Rule 6 clearly provides that grant of no objection certificate does not affect, in any manner, the right of the Licensing Authority in the matter of
grant of licence under Rules 101 and 102. Rule 101 we have already dealt with. Rule 102 extracted hereinabove, reinforces what we have said
above in paragraph 35 above that the control or restriction in the matter of exhibition by means of a cinematograph is in the interest of safety,
convenience, morality and welfare of the public. In other words these conditions must be supreme in the mind of the authority exercising discretion
in the matter of grant of licence. It cannot be gainsaid that the type of building/structure is a significant item to be taken note of in the matter of
safety of the public. When the Licensing Authority did not absolutely consider the aspect of the matter, the licence in question, granted cannot be
allowed to stand.
The argument of the learned counsel for the respondents was that no permission for building is necessary in case of quasi-permanent cinema, as it
is a temporary cinema, and, therefore, should be at par with touring cinema. We have already discussed and held above that Chapter VI applies to
a quasi permanent cinemas. The argument of the learned counsel for the respondents is not worthy of acceptance.
The learned counsel for the respondents had argued that the petitioner has no locus standi. The petitioner, who is the son of the owner of an
existing cinema at Barwah has filed the petition with a mala fide intention to maintain his monopolistic commercial interest and avoid a
competitor/rival in the field. The learned counsel for the respondents sought support from the decision of the Supreme Court in Jasbhai Motibhai
Desai Vs. Roshan Kumar, Haji Bashir Ahmed and Others, . In our opinion from the discussion in paragraph 43 of this judgment, it is deducible
that a person who lodges an objection with the District Magistrate to the grant of ''no objection certificate'' has a locus standi to file a petition under
Article 226 of the Constitution. This is what has been specifically observed in Mohd. Ibrahim Khan''s case (Supra). The relevant observation reads
thus--
If after taking into consideration the objections a no-objection certificate is granted, there ends the matter subject, of course, to any properly
constituted legal proceedings, conceivably a writ petition under Article 226.
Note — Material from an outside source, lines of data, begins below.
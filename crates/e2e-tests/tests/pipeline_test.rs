//! Full pipeline E2E tests: export document in, story and share token out.

use chrono::FixedOffset;
use pretty_assertions::assert_eq;
use serde_json::json;

use e2e_tests::{
    alternating_turns, at, chatgpt_conversation, claude_conversation, TestHarness, Turn,
};
use wrapped_analytics::{persona_by_title, Aggregator};
use wrapped_parsers::parse_export;
use wrapped_story::{decode_share_token, Step};
use wrapped_types::{AnalyticsResult, Platform};

/// Ten exchanges over Monday to Wednesday of one week, all at 14:00 UTC.
fn three_weekday_export() -> serde_json::Value {
    let mut days = vec![(2024, 3, 4); 4];
    days.extend([(2024, 3, 5); 3]);
    days.extend([(2024, 3, 6); 3]);
    let turns = alternating_turns(&days, 14, "tomato garden planning");
    json!([chatgpt_conversation("c1", "Garden", &turns)])
}

fn titles(story: &[Step]) -> Vec<&str> {
    story.iter().map(Step::title).collect()
}

#[tokio::test]
async fn test_three_weekday_scenario() {
    let harness = TestHarness::new();
    let report = harness
        .pipeline
        .run(&three_weekday_export().to_string(), "ChatGPT")
        .await
        .unwrap();
    let a = &report.analytics;

    assert_eq!(a.platform, Platform::ChatGpt);
    assert_eq!(a.total_conversations, 1);
    assert_eq!(a.total_messages, 20);
    assert_eq!(a.user_message_count, 10);
    assert_eq!(a.assistant_message_count, 10);
    assert_eq!(a.avg_messages_per_convo, 20.0);
    assert_eq!(a.monthly_activity.len(), 1);
    assert_eq!(a.monthly_activity[0].month, "Mar 2024");
    assert_eq!(a.busiest_day.day, "Monday");
    assert_eq!(a.busiest_day.count, 8);
    assert_eq!(a.busiest_hour.hour, "14:00");
    assert_eq!(a.busiest_hour.count, 20);
    assert_eq!(a.active_days, 3);
    assert_eq!(a.longest_streak, 3);
    assert_eq!(a.first_chat_date, at(2024, 3, 4, 14, 0));
    assert_eq!(a.word_frequency[0].text, "tomato");
    assert_eq!(a.word_frequency[0].value, 10);
    assert!(persona_by_title(&a.user_persona.title).is_some());

    assert_eq!(
        titles(&report.story),
        vec![
            "Your Year in Review",
            "Message Volume",
            "Deep Dives",
            "Your Top Topic",
            "Busiest Day of the Week",
            "Most Active Hour",
            "Pop Quiz!",
            "Your AI Personality Is...",
        ]
    );

    match &report.story[3] {
        Step::Stat { value, .. } => assert_eq!(value, "Tomato Enthusiast"),
        other => panic!("Expected top topic stat, got {other:?}"),
    }
}

#[tokio::test]
async fn test_chatgpt_skips_system_hidden_and_empty_messages() {
    let ts = at(2024, 5, 1, 9, 0).timestamp() as f64;
    let doc = json!([
        {
            "id": "with-noise",
            "title": "Noise",
            "create_time": ts,
            "mapping": {
                "root": {"message": null},
                "sys": {"message": {
                    "author": {"role": "system"},
                    "content": {"content_type": "text", "parts": ["You are helpful"]},
                    "create_time": ts
                }},
                "hidden": {"message": {
                    "author": {"role": "user"},
                    "content": {"content_type": "text", "parts": ["custom instructions"]},
                    "create_time": ts,
                    "metadata": {"is_visually_hidden_from_conversation": true}
                }},
                "blank": {"message": {
                    "author": {"role": "assistant"},
                    "content": {"content_type": "text", "parts": [""]},
                    "create_time": ts + 5.0
                }},
                "q": {"message": {
                    "author": {"role": "user"},
                    "content": {"content_type": "text", "parts": ["Which bread rises fastest?"]},
                    "create_time": ts + 10.0
                }},
                "a": {"message": {
                    "author": {"role": "assistant"},
                    "content": {"content_type": "text", "parts": ["Focaccia, usually."]},
                    "create_time": ts + 20.0
                }}
            }
        },
        chatgpt_conversation(
            "second",
            "Second",
            &[Turn::user("sourdough starter feeding", at(2024, 5, 2, 9, 0))],
        ),
    ]);

    let conversations = parse_export(&doc.to_string(), "chatgpt").unwrap();
    assert_eq!(conversations.len(), 2);
    let contents: Vec<&str> = conversations[0]
        .messages
        .iter()
        .map(|m| m.content.as_str())
        .collect();
    assert_eq!(contents, vec!["Which bread rises fastest?", "Focaccia, usually."]);

    let report = TestHarness::new()
        .pipeline
        .run(&doc.to_string(), "ChatGPT")
        .await
        .unwrap();
    assert_eq!(report.analytics.total_messages, 3);
    assert_eq!(report.analytics.user_message_count, 2);
    assert_eq!(report.analytics.avg_messages_per_convo, 1.5);
}

#[tokio::test]
async fn test_histograms_sum_to_total() {
    let turns = vec![
        Turn::user("first light question", at(2024, 1, 7, 6, 15)),
        Turn::assistant("answer", at(2024, 1, 7, 6, 16)),
        Turn::user("midnight snack ideas", at(2024, 2, 14, 0, 5)),
        Turn::assistant("answer", at(2024, 2, 14, 0, 6)),
        Turn::user("weekend plans", at(2024, 4, 20, 18, 40)),
    ];
    let doc = json!([claude_conversation("c1", "Mixed", &turns)]);

    let report = TestHarness::new()
        .pipeline
        .run(&doc.to_string(), "Claude")
        .await
        .unwrap();
    let a = &report.analytics;

    assert_eq!(a.daily_activity.len(), 7);
    assert_eq!(a.hourly_activity.len(), 24);
    let daily: usize = a.daily_activity.iter().map(|d| d.count).sum();
    let hourly: usize = a.hourly_activity.iter().map(|h| h.count).sum();
    let monthly: usize = a.monthly_activity.iter().map(|m| m.count).sum();
    assert_eq!(daily, a.total_messages);
    assert_eq!(hourly, a.total_messages);
    assert_eq!(monthly, a.total_messages);

    let months: Vec<&str> = a.monthly_activity.iter().map(|m| m.month.as_str()).collect();
    assert_eq!(months, vec!["Jan 2024", "Feb 2024", "Apr 2024"]);
    assert!(titles(&report.story).contains(&"Monthly Activity"));
}

#[tokio::test]
async fn test_streak_bounded_by_active_days() {
    let days = [
        (2024, 6, 1),
        (2024, 6, 2),
        (2024, 6, 3),
        (2024, 6, 5),
        (2024, 6, 6),
        (2024, 6, 30),
    ];
    let doc = json!([claude_conversation(
        "c1",
        "Streaks",
        &alternating_turns(&days, 12, "daily check in")
    )]);

    let report = TestHarness::new()
        .pipeline
        .run(&doc.to_string(), "Claude")
        .await
        .unwrap();
    assert_eq!(report.analytics.active_days, 6);
    assert_eq!(report.analytics.longest_streak, 3);
    assert!(report.analytics.longest_streak <= report.analytics.active_days);
}

#[tokio::test]
async fn test_offset_moves_calendar_buckets() {
    // 02:30 UTC on a Saturday is 21:30 Friday at UTC-5.
    let turns = [Turn::user("late reading list", at(2024, 3, 9, 2, 30))];
    let doc = json!([claude_conversation("c1", "Late", &turns)]).to_string();
    let harness = TestHarness::new();

    let utc = harness.pipeline.run(&doc, "Claude").await.unwrap();
    assert_eq!(utc.analytics.busiest_day.day, "Saturday");
    assert_eq!(utc.analytics.busiest_hour.hour, "2:00");

    let shifted = harness
        .pipeline
        .clone()
        .with_offset(FixedOffset::west_opt(5 * 3600).unwrap())
        .run(&doc, "Claude")
        .await
        .unwrap();
    assert_eq!(shifted.analytics.busiest_day.day, "Friday");
    assert_eq!(shifted.analytics.busiest_hour.hour, "21:00");
    assert_eq!(
        shifted.analytics.first_chat_date,
        utc.analytics.first_chat_date
    );
}

#[tokio::test]
async fn test_seeded_runs_are_identical() {
    let doc = three_weekday_export().to_string();
    let first = TestHarness::with_seed(7).pipeline.run(&doc, "ChatGPT").await.unwrap();
    let second = TestHarness::with_seed(7).pipeline.run(&doc, "ChatGPT").await.unwrap();

    assert_eq!(
        serde_json::to_string(&first).unwrap(),
        serde_json::to_string(&second).unwrap()
    );
}

#[tokio::test]
async fn test_first_matching_persona_wins() {
    // Every message lands at 23:00, so the night detector also matches,
    // but the philosophy detector is evaluated first.
    let days: Vec<(i32, u32, u32)> = (1..=6).map(|d| (2024, 9, d)).collect();
    let doc = json!([claude_conversation(
        "c1",
        "Late thoughts",
        &alternating_turns(&days, 23, "I think")
    )]);
    let report = TestHarness::new()
        .pipeline
        .run(&doc.to_string(), "Claude")
        .await
        .unwrap();
    assert_eq!(report.analytics.user_persona.title, "The Philosopher");

    let doc = json!([claude_conversation(
        "c1",
        "Late chats",
        &alternating_turns(&days, 23, "lamp")
    )]);
    let report = TestHarness::new()
        .pipeline
        .run(&doc.to_string(), "Claude")
        .await
        .unwrap();
    assert_eq!(report.analytics.user_persona.title, "The Night Owl");

    match report.story.last() {
        Some(Step::Persona { persona_title, .. }) => {
            assert_eq!(persona_title, "🌙 The Night Owl 🌙")
        }
        other => panic!("Expected persona step last, got {other:?}"),
    }
}

#[tokio::test]
async fn test_assistant_only_export_is_silent_observer() {
    let turns = [Turn::assistant("Welcome back!", at(2024, 2, 1, 10, 0))];
    let doc = json!([claude_conversation("c1", "Hello", &turns)]);
    let report = TestHarness::new()
        .pipeline
        .run(&doc.to_string(), "Claude")
        .await
        .unwrap();

    assert_eq!(report.analytics.user_message_count, 0);
    assert_eq!(report.analytics.user_persona.title, "The Silent Observer");
}

#[tokio::test]
async fn test_trivia_is_well_formed() {
    for seed in 0..20 {
        let report = TestHarness::with_seed(seed)
            .pipeline
            .run(&three_weekday_export().to_string(), "ChatGPT")
            .await
            .unwrap();
        let question = report
            .story
            .iter()
            .find_map(|step| match step {
                Step::Trivia { question, .. } => Some(question),
                _ => None,
            })
            .expect("story has a trivia step");

        assert_eq!(question.options.len(), 4, "seed {seed}");
        assert!(question.correct_answer_index < question.options.len());
        let mut unique = question.options.clone();
        unique.sort();
        unique.dedup();
        assert_eq!(unique.len(), 4, "duplicate options for seed {seed}");
    }
}

#[tokio::test]
async fn test_share_token_round_trip() {
    let report = TestHarness::new()
        .pipeline
        .run(&three_weekday_export().to_string(), "ChatGPT")
        .await
        .unwrap();

    let decoded = decode_share_token(&report.share_token).unwrap();
    assert!(decoded.user_messages.is_empty());
    assert_eq!(
        decoded,
        AnalyticsResult {
            user_messages: Vec::new(),
            ..report.analytics.clone()
        }
    );
}

#[tokio::test]
async fn test_export_read_from_disk() {
    let harness = TestHarness::new();
    let path = harness.write_export("conversations.json", &three_weekday_export());

    let raw = std::fs::read_to_string(&path).unwrap();
    let report = harness.pipeline.run(&raw, "gpt").await.unwrap();
    assert_eq!(report.analytics.total_messages, 20);
}

#[test]
fn test_aggregate_parsed_claude_export() {
    let turns = alternating_turns(&[(2023, 12, 31), (2024, 1, 1)], 20, "new year");
    let doc = json!({ "conversations": [claude_conversation("c1", "NYE", &turns)] });

    let conversations = parse_export(&doc.to_string(), "Claude").unwrap();
    let analytics = Aggregator::new(Platform::Claude).aggregate(&conversations).unwrap();
    assert_eq!(analytics.monthly_activity.len(), 2);
    assert_eq!(analytics.monthly_activity[0].month, "Dec 2023");
    assert_eq!(analytics.longest_streak, 2);
}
It may be mentioned that J. M. Desai''s case (Supra) has been referred to and considered in Mohd. Ibrahim Khan''s Case (Supra). In this view of
the matter, we are not persuaded to accept the argument of the learned counsel for the respondents that the petitioner has no locus standi to file the
present petition.
In the light of the foregoing discussion the grant of no objection certificate to respondent No. 1 is held to be valid, but not--the grant of licence. The
licence dated 7-4-1980 (Annexure K) has to be quashed.
In the result the petition is partially allowed. The licence dated 7-4-1980 (Annexure K) granted to respondent No. 1 is hereby quashed. We,
however, make no order as to costs. The outstanding amount of security, if any, shall be refunded to the petitioner.